- [Working data]:

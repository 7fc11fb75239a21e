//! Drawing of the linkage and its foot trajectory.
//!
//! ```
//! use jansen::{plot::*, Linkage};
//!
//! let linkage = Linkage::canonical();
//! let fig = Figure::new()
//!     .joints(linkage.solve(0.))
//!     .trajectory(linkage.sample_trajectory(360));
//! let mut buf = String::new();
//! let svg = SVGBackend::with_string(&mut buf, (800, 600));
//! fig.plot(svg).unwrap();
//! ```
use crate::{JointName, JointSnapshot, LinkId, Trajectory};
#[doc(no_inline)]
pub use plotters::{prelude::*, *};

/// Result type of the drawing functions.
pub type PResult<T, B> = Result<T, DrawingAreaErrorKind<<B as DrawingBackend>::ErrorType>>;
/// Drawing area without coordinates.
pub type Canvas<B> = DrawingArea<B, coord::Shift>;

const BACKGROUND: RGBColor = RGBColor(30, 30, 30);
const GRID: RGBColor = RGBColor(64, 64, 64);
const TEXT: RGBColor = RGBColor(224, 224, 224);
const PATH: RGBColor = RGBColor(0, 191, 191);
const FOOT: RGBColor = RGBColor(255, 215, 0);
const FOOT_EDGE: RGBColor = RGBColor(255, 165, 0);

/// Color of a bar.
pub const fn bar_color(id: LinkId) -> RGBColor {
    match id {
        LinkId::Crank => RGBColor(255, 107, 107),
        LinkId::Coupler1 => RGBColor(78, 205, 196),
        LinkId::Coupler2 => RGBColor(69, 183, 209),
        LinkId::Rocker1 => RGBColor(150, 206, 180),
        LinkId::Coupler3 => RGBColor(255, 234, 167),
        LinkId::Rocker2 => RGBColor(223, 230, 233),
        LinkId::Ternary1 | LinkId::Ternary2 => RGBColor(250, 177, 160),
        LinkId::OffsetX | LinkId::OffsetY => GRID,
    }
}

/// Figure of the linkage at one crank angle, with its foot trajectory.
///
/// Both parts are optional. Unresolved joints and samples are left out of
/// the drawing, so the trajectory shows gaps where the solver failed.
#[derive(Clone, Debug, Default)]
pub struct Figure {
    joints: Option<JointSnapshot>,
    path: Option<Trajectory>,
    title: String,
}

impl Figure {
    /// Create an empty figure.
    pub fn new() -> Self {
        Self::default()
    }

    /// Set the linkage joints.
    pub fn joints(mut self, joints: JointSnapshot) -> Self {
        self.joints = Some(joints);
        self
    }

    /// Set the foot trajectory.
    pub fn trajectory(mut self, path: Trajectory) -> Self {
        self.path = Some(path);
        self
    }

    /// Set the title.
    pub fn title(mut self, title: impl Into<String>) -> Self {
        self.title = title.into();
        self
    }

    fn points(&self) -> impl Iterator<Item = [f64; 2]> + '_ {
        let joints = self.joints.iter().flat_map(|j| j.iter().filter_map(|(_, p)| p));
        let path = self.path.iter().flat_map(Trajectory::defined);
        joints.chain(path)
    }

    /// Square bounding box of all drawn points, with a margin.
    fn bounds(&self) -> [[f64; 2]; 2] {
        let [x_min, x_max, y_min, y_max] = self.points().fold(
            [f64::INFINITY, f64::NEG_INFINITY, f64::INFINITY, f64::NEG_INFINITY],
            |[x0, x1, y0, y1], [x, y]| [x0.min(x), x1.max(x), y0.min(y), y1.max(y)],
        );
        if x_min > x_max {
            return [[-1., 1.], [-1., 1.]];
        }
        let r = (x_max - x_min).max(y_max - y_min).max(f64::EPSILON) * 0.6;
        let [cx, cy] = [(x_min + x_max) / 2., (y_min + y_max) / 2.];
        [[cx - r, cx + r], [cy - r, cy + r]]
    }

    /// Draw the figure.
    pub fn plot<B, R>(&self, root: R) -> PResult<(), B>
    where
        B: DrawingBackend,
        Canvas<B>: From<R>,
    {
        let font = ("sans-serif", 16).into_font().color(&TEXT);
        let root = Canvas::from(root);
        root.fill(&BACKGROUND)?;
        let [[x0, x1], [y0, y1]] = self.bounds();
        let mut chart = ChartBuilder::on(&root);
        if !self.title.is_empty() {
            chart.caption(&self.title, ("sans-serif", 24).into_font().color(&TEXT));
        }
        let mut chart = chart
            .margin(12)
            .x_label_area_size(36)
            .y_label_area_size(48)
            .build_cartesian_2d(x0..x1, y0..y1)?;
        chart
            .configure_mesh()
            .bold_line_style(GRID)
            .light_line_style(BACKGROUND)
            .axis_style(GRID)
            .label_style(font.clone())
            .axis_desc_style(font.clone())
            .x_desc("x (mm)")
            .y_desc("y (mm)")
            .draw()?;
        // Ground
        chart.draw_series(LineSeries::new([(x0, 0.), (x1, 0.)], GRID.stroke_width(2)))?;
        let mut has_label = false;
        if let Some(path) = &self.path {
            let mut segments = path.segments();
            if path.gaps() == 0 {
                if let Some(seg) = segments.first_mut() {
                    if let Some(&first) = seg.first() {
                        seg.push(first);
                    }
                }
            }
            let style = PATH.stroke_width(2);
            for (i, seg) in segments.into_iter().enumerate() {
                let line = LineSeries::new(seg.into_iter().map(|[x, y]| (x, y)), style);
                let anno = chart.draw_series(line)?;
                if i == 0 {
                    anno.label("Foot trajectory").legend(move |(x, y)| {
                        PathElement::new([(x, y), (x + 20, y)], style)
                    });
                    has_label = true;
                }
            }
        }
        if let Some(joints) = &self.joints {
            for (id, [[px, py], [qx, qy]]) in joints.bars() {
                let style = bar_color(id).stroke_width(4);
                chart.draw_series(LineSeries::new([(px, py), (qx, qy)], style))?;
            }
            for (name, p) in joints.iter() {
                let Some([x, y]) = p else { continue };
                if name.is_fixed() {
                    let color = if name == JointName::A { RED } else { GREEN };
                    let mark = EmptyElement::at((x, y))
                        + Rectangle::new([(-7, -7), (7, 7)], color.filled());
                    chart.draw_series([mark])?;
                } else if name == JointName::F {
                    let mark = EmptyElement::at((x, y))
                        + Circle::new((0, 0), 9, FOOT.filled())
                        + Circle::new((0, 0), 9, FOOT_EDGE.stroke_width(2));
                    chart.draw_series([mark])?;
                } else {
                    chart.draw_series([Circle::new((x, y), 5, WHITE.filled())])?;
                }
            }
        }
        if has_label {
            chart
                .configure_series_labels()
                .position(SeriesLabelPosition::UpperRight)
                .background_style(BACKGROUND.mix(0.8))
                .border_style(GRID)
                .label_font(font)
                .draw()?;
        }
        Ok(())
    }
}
* * *
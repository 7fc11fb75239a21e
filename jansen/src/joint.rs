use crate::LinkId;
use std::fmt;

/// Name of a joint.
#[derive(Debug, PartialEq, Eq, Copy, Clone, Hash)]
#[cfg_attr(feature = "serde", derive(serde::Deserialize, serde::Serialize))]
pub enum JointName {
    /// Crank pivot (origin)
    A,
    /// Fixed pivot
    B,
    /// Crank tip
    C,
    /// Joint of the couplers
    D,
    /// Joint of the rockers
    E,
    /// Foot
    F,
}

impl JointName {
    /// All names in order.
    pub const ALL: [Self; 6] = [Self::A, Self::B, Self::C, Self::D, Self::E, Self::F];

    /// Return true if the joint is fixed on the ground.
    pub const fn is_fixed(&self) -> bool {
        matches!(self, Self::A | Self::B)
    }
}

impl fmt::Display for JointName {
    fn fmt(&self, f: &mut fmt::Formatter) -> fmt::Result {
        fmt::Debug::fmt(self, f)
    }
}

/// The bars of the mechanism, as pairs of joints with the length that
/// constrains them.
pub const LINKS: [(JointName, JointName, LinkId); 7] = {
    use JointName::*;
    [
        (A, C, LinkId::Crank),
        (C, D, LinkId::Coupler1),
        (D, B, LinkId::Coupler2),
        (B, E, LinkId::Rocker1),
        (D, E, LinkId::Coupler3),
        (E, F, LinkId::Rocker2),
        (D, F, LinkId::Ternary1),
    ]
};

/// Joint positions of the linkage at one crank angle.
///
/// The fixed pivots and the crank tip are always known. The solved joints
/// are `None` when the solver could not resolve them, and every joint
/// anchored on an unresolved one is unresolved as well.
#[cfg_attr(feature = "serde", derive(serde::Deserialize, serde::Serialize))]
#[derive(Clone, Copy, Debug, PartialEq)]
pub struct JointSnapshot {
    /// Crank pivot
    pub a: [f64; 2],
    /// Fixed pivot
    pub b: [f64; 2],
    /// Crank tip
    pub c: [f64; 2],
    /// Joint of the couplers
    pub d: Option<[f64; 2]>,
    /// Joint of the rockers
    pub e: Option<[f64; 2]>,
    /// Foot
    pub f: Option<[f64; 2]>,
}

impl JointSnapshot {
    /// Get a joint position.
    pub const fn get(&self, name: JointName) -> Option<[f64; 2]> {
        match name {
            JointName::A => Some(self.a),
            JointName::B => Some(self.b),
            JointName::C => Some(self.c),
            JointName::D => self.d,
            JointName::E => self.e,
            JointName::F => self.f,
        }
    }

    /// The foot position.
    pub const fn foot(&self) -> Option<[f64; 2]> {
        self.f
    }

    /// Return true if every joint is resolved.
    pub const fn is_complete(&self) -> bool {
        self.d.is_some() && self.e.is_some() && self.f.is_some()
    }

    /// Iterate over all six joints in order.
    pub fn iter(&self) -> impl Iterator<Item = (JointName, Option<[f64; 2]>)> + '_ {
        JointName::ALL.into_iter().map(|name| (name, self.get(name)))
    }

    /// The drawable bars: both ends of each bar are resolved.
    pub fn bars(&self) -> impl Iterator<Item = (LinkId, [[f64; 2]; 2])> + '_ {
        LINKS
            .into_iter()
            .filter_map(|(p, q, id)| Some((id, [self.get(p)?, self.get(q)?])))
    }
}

- [Assigned task]: Look above for the line with "Draw the figure." and the line with "if let Some(joints)". Retype those two lines and every line between them exactly, adding nothing.

- [Expected answer]:
    /// Draw the figure.
    pub fn plot<B, R>(&self, root: R) -> PResult<(), B>
    where
        B: DrawingBackend,
        Canvas<B>: From<R>,
    {
        let font = ("sans-serif", 16).into_font().color(&TEXT);
        let root = Canvas::from(root);
        root.fill(&BACKGROUND)?;
        let [[x0, x1], [y0, y1]] = self.bounds();
        let mut chart = ChartBuilder::on(&root);
        if !self.title.is_empty() {
            chart.caption(&self.title, ("sans-serif", 24).into_font().color(&TEXT));
        }
        let mut chart = chart
            .margin(12)
            .x_label_area_size(36)
            .y_label_area_size(48)
            .build_cartesian_2d(x0..x1, y0..y1)?;
        chart
            .configure_mesh()
            .bold_line_style(GRID)
            .light_line_style(BACKGROUND)
            .axis_style(GRID)
            .label_style(font.clone())
            .axis_desc_style(font.clone())
            .x_desc("x (mm)")
            .y_desc("y (mm)")
            .draw()?;
        // Ground
        chart.draw_series(LineSeries::new([(x0, 0.), (x1, 0.)], GRID.stroke_width(2)))?;
        let mut has_label = false;
        if let Some(path) = &self.path {
            let mut segments = path.segments();
            if path.gaps() == 0 {
                if let Some(seg) = segments.first_mut() {
                    if let Some(&first) = seg.first() {
                        seg.push(first);
                    }
                }
            }
            let style = PATH.stroke_width(2);
            for (i, seg) in segments.into_iter().enumerate() {
                let line = LineSeries::new(seg.into_iter().map(|[x, y]| (x, y)), style);
                let anno = chart.draw_series(line)?;
                if i == 0 {
                    anno.label("Foot trajectory").legend(move |(x, y)| {
                        PathElement::new([(x, y), (x + 20, y)], style)
                    });
                    has_label = true;
                }
            }
        }
        if let Some(joints) = &self.joints {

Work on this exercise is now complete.